**Requirement:**
After locating the line with "self.logout()?;" in the data that follows, return it and every later line exactly, up to and including the line with "let csrf = random_token(32);".

### Given records ###

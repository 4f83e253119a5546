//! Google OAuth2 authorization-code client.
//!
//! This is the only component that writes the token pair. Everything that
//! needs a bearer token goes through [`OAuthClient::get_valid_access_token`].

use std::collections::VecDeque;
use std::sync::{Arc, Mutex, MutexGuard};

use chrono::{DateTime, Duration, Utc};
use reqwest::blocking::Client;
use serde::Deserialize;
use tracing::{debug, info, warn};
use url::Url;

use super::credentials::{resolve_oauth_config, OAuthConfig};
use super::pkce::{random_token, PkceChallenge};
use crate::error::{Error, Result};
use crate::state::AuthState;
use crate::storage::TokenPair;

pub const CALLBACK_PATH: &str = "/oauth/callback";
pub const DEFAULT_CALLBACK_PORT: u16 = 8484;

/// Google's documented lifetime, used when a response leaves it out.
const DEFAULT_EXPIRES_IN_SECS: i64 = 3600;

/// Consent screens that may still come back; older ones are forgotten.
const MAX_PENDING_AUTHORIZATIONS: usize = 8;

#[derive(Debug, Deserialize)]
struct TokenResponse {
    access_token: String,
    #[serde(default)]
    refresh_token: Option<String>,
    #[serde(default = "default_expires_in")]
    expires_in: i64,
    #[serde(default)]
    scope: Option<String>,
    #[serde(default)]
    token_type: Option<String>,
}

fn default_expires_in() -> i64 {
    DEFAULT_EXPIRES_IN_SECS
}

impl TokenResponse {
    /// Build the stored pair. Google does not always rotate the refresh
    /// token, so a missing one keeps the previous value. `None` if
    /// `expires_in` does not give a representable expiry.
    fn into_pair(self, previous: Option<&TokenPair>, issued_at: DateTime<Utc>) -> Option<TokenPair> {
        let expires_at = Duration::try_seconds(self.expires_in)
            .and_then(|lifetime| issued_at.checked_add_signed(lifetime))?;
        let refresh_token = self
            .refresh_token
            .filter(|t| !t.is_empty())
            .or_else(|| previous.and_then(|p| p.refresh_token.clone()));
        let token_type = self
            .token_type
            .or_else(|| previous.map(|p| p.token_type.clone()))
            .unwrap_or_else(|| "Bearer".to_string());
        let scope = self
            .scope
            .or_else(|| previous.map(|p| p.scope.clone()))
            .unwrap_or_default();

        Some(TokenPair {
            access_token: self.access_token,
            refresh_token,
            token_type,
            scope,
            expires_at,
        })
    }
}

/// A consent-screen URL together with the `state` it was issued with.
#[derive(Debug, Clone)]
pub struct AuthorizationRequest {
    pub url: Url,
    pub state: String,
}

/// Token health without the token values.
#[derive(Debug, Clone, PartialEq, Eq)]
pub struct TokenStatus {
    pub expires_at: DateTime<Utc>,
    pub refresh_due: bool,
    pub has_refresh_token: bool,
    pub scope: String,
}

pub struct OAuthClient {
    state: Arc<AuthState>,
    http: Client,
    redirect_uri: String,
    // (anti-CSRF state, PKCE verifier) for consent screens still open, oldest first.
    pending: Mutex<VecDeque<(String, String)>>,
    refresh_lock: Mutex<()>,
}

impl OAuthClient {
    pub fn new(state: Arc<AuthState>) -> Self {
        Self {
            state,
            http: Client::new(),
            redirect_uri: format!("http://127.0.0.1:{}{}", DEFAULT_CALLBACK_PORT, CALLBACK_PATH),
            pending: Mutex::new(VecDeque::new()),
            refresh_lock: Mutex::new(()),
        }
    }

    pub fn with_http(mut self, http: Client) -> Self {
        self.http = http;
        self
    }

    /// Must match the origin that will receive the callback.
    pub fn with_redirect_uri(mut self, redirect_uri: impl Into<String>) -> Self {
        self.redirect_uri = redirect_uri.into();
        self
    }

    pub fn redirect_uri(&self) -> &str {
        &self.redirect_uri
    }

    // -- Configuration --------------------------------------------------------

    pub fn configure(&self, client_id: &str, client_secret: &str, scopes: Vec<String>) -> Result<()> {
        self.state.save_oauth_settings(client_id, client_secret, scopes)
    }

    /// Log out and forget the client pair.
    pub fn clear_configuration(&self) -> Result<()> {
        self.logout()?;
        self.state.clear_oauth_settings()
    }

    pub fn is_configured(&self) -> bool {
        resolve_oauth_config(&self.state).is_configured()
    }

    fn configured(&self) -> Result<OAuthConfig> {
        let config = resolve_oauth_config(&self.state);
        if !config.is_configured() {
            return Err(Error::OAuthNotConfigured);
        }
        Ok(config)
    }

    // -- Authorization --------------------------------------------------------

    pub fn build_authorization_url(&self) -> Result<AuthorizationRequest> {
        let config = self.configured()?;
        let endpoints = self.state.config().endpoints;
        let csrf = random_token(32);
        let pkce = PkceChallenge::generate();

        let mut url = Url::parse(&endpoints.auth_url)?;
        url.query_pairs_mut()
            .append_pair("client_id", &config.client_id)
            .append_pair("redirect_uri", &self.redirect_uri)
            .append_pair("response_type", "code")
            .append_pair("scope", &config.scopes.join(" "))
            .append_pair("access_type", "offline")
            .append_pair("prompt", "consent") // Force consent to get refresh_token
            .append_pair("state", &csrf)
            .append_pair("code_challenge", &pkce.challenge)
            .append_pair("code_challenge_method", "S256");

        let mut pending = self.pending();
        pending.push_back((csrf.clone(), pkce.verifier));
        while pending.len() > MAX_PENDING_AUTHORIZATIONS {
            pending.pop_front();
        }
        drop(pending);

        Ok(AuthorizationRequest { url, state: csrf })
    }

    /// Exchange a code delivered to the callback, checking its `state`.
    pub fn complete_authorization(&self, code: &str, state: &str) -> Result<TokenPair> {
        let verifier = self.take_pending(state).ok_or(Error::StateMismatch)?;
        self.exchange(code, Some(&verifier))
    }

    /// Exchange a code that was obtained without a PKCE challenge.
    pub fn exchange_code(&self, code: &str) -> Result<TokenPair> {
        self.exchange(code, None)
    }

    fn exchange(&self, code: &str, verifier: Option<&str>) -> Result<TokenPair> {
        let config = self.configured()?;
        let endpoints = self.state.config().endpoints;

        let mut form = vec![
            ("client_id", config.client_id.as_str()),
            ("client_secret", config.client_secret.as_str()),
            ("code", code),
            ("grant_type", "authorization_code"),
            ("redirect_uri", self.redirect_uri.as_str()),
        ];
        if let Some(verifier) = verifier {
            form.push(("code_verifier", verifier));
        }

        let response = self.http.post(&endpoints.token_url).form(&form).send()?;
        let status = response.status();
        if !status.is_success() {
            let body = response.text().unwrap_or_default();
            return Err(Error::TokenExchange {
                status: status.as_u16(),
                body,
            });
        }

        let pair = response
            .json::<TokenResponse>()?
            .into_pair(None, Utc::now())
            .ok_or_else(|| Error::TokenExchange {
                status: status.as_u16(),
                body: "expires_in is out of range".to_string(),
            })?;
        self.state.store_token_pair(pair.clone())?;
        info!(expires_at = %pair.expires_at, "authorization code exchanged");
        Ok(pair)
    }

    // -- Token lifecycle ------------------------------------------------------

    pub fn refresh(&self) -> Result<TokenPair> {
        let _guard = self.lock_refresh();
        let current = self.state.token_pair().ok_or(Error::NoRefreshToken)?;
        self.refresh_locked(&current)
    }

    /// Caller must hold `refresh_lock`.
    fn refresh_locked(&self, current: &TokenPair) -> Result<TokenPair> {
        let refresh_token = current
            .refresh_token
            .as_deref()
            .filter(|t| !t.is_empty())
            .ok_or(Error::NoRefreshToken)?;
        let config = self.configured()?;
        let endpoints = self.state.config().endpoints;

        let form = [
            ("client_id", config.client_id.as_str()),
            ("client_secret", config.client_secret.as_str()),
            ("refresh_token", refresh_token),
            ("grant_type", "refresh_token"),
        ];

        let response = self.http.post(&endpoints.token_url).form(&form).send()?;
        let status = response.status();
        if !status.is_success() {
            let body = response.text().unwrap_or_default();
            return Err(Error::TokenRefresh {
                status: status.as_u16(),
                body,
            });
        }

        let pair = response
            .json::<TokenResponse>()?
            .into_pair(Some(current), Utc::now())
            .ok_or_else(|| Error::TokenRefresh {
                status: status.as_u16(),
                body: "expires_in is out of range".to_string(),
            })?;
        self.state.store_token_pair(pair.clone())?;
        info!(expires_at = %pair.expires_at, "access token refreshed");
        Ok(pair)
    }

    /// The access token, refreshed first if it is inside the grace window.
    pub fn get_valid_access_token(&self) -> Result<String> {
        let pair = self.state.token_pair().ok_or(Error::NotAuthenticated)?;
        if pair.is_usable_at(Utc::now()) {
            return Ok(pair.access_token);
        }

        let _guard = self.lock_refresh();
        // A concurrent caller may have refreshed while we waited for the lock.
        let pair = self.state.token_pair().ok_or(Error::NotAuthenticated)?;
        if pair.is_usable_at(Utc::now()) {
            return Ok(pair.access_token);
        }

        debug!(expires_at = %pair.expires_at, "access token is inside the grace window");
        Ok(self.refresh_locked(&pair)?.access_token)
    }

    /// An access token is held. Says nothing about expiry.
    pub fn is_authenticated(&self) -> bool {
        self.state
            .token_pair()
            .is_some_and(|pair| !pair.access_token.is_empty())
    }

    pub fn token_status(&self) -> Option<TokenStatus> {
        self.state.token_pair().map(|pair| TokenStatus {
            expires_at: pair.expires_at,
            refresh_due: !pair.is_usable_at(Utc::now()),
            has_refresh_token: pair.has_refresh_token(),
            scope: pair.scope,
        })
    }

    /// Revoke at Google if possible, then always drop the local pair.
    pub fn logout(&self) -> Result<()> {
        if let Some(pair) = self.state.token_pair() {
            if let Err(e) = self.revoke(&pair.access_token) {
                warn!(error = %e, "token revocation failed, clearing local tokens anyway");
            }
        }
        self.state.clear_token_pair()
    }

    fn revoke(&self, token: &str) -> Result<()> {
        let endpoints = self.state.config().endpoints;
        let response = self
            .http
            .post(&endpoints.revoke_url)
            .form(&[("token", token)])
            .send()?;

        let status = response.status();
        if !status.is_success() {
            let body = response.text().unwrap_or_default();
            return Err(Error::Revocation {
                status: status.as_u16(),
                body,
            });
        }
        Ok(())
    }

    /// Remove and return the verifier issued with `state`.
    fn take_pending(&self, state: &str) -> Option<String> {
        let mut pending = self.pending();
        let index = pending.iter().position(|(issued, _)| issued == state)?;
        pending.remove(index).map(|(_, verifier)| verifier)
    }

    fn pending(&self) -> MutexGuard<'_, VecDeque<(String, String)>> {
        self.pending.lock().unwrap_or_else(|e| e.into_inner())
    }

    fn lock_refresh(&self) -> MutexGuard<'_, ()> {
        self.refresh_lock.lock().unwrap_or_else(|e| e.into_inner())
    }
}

###

**Answer section:**
        self.logout()?;
        self.state.clear_oauth_settings()
    }

    pub fn is_configured(&self) -> bool {
        resolve_oauth_config(&self.state).is_configured()
    }

    fn configured(&self) -> Result<OAuthConfig> {
        let config = resolve_oauth_config(&self.state);
        if !config.is_configured() {
            return Err(Error::OAuthNotConfigured);
        }
        Ok(config)
    }

    // -- Authorization --------------------------------------------------------

    pub fn build_authorization_url(&self) -> Result<AuthorizationRequest> {
        let config = self.configured()?;
        let endpoints = self.state.config().endpoints;
        let csrf = random_token(32);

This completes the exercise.